● Exercise requirements:
Without leaving out a single line, copy the records exactly.

● Input data:
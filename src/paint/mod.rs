//! Paint module - dab compositing, undo tracking and the pixel-loop kernel

pub mod airbrush;
pub mod blend;
pub mod compositor;
pub mod loops;
pub mod modes;
pub mod undo;

pub use airbrush::{interval_for_rate, RepeatTimer};
pub use blend::{BlendMode, Rgba};
pub use compositor::{Compositor, PaintBuffer, PlacedMask};
pub use loops::{PixelLoopConfig, PixelLoops, PIXELS_PER_THREAD};
pub use modes::{Compositing, FillContext, PaintMode, Smudge, SourceFill};
pub use undo::{MemoryUndoLog, UndoEntry, UndoLog, UndoTracker};

use serde::{Deserialize, Serialize};

/// Accumulation semantics of the dabs of one stroke
#[derive(Debug, Clone, Copy, PartialEq, Eq, Serialize, Deserialize, Default)]
#[serde(rename_all = "kebab-case")]
pub enum PaintApplicationMode {
    /// Coverage accumulates by maximum; overlapping dabs never darken twice
    #[default]
    Continuous,
    /// Every dab composites onto the current surface
    Incremental,
}
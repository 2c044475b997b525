//! Brush core - drives one stroke from input samples to composited dabs

use std::sync::Arc;
use std::time::Instant;

use super::cache::{CacheStats, MaskCache};
use super::dynamics::{DynamicsContext, DynamicsOutput, DynamicsProvider};
use super::interpolation::{InterpolationParams, StrokeInterpolator};
use super::options::{PaintOptions, MAX_BRUSH_SIZE};
use super::transform::{TransformParams, ASPECT_RATIO_LIMIT};
use super::{Brush, SharedBrush};
use crate::core::{PaintError, Rect};
use crate::input::{Coords, StrokeSmoother};
use crate::paint::airbrush::RepeatTimer;
use crate::paint::compositor::{Compositor, PlacedMask};
use crate::paint::loops::PixelLoops;
use crate::paint::modes::{Compositing, FillContext, PaintMode};
use crate::paint::undo::UndoLog;
use crate::surface::Surface;

/// Scales below this paint nothing
const MIN_SCALE: f64 = 1e-7;

/// Result of a finished stroke
#[derive(Debug, Clone, Copy, PartialEq)]
pub struct StrokeSummary {
    /// Dabs that reached the surface
    pub dabs: usize,
    /// Accumulated dirty region
    pub region: Option<Rect>,
    /// Brush-space distance travelled
    pub distance: f64,
    /// Pixel distance travelled
    pub pixel_dist: f64,
    /// Whether an undo entry was pushed
    pub committed: bool,
}

/// Paint core: owns the mask cache, the compositor and the stroke state of
/// one tool. The surface is written only through its compositor.
pub struct BrushCore {
    brush: Option<SharedBrush>,
    dynamics: Option<Arc<dyn DynamicsProvider>>,
    options: PaintOptions,
    mode: PaintMode,
    loops: PixelLoops,
    cache: MaskCache,
    compositor: Compositor,
    interpolator: StrokeInterpolator,
    smoother: StrokeSmoother,
    timer: RepeatTimer,
    active: bool,
    dabs: usize,
}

● Result of this task:
filename src/paint/mod.rs
//! Paint module - dab compositing, undo tracking and the pixel-loop kernel

pub mod airbrush;
pub mod blend;
pub mod compositor;
pub mod loops;
pub mod modes;
pub mod undo;

pub use airbrush::{interval_for_rate, RepeatTimer};
pub use blend::{BlendMode, Rgba};
pub use compositor::{Compositor, PaintBuffer, PlacedMask};
pub use loops::{PixelLoopConfig, PixelLoops, PIXELS_PER_THREAD};
pub use modes::{Compositing, FillContext, PaintMode, Smudge, SourceFill};
pub use undo::{MemoryUndoLog, UndoEntry, UndoLog, UndoTracker};

use serde::{Deserialize, Serialize};

/// Accumulation semantics of the dabs of one stroke
#[derive(Debug, Clone, Copy, PartialEq, Eq, Serialize, Deserialize, Default)]
#[serde(rename_all = "kebab-case")]
pub enum PaintApplicationMode {
    /// Coverage accumulates by maximum; overlapping dabs never darken twice
    #[default]
    Continuous,
    /// Every dab composites onto the current surface
    Incremental,
}
repository 2c044475b997b525
//! Brush core - drives one stroke from input samples to composited dabs

use std::sync::Arc;
use std::time::Instant;

use super::cache::{CacheStats, MaskCache};
use super::dynamics::{DynamicsContext, DynamicsOutput, DynamicsProvider};
use super::interpolation::{InterpolationParams, StrokeInterpolator};
use super::options::{PaintOptions, MAX_BRUSH_SIZE};
use super::transform::{TransformParams, ASPECT_RATIO_LIMIT};
use super::{Brush, SharedBrush};
use crate::core::{PaintError, Rect};
use crate::input::{Coords, StrokeSmoother};
use crate::paint::airbrush::RepeatTimer;
use crate::paint::compositor::{Compositor, PlacedMask};
use crate::paint::loops::PixelLoops;
use crate::paint::modes::{Compositing, FillContext, PaintMode};
use crate::paint::undo::UndoLog;
use crate::surface::Surface;

/// Scales below this paint nothing
const MIN_SCALE: f64 = 1e-7;

/// Result of a finished stroke
#[derive(Debug, Clone, Copy, PartialEq)]
pub struct StrokeSummary {
    /// Dabs that reached the surface
    pub dabs: usize,
    /// Accumulated dirty region
    pub region: Option<Rect>,
    /// Brush-space distance travelled
    pub distance: f64,
    /// Pixel distance travelled
    pub pixel_dist: f64,
    /// Whether an undo entry was pushed
    pub committed: bool,
}

/// Paint core: owns the mask cache, the compositor and the stroke state of
/// one tool. The surface is written only through its compositor.
pub struct BrushCore {
    brush: Option<SharedBrush>,
    dynamics: Option<Arc<dyn DynamicsProvider>>,
    options: PaintOptions,
    mode: PaintMode,
    loops: PixelLoops,
    cache: MaskCache,
    compositor: Compositor,
    interpolator: StrokeInterpolator,
    smoother: StrokeSmoother,
    timer: RepeatTimer,
    active: bool,
    dabs: usize,
}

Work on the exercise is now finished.